▸ **REQUIRED WORK**: What is needed here is a verbatim copy of the records that follow.

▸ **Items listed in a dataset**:
▬▬▬▬▬▬

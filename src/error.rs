// src/error.rs
use thiserror::Error;

#[derive(Error, Debug)]
pub enum DappError {
    #[error("configuration error: {0}")]
    Config(String),

    #[error("deployment map error: {0}")]
    Registry(String),

    #[error("no wallet configured")]
    NoWallet,

    #[error("wallet not connected")]
    NotConnected,

    #[error("unsupported chain id {0}")]
    UnsupportedChain(u64),

    #[error("unknown token {0}")]
    UnknownToken(String),

    #[error("provider error: {0}")]
    Provider(String),
}

pub type Result<T, E = DappError> = std::result::Result<T, E>;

▬▬▬▬▬▬

▸ **SOLUTION TO THE PROBLEM**:
filename src/error.rs
// src/error.rs
use thiserror::Error;

#[derive(Error, Debug)]
pub enum DappError {
    #[error("configuration error: {0}")]
    Config(String),

    #[error("deployment map error: {0}")]
    Registry(String),

    #[error("no wallet configured")]
    NoWallet,

    #[error("wallet not connected")]
    NotConnected,

    #[error("unsupported chain id {0}")]
    UnsupportedChain(u64),

    #[error("unknown token {0}")]
    UnknownToken(String),

    #[error("provider error: {0}")]
    Provider(String),
}

pub type Result<T, E = DappError> = std::result::Result<T, E>;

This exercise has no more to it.